THE TASK: In the records that follow, find each line with the word "Serialize" and copy it.

Collection entries:

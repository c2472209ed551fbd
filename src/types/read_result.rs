//! Resolution results stored against links.

use serde::{Deserialize, Serialize};

/// Outcome of resolving a link: the node's data or a per-link error.
///
/// Errors here are data-level. They flow through reads without failing the
/// caller and render as inline error items.
#[derive(Debug, Clone, PartialEq, Eq, Serialize, Deserialize)]
#[serde(rename_all = "snake_case")]
pub enum ReadResult<T> {
    /// Resolved value.
    Data(T),
    /// Per-link failure message.
    Error(String),
}

impl<T> ReadResult<T> {
    /// Create an error result.
    pub fn error(message: impl Into<String>) -> Self {
        Self::Error(message.into())
    }

    /// Get the data, if any.
    pub fn data(&self) -> Option<&T> {
        match self {
            Self::Data(value) => Some(value),
            Self::Error(_) => None,
        }
    }

    /// Get the error message, if any.
    pub fn error_message(&self) -> Option<&str> {
        match self {
            Self::Data(_) => None,
            Self::Error(message) => Some(message),
        }
    }

    /// Check if this is an error.
    pub fn is_error(&self) -> bool {
        matches!(self, Self::Error(_))
    }

    /// Map the data, keeping errors as-is.
    pub fn map<U>(self, f: impl FnOnce(T) -> U) -> ReadResult<U> {
        match self {
            Self::Data(value) => ReadResult::Data(f(value)),
            Self::Error(message) => ReadResult::Error(message),
        }
    }

    /// Convert into a standard `Result`.
    pub fn into_result(self) -> Result<T, String> {
        match self {
            Self::Data(value) => Ok(value),
            Self::Error(message) => Err(message),
        }
    }
}

impl<T> From<Result<T, String>> for ReadResult<T> {
    fn from(result: Result<T, String>) -> Self {
        match result {
            Ok(value) => Self::Data(value),
            Err(message) => Self::Error(message),
        }
    }
}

TASK ANSWER:
use serde::{Deserialize, Serialize};
#[derive(Debug, Clone, PartialEq, Eq, Serialize, Deserialize)]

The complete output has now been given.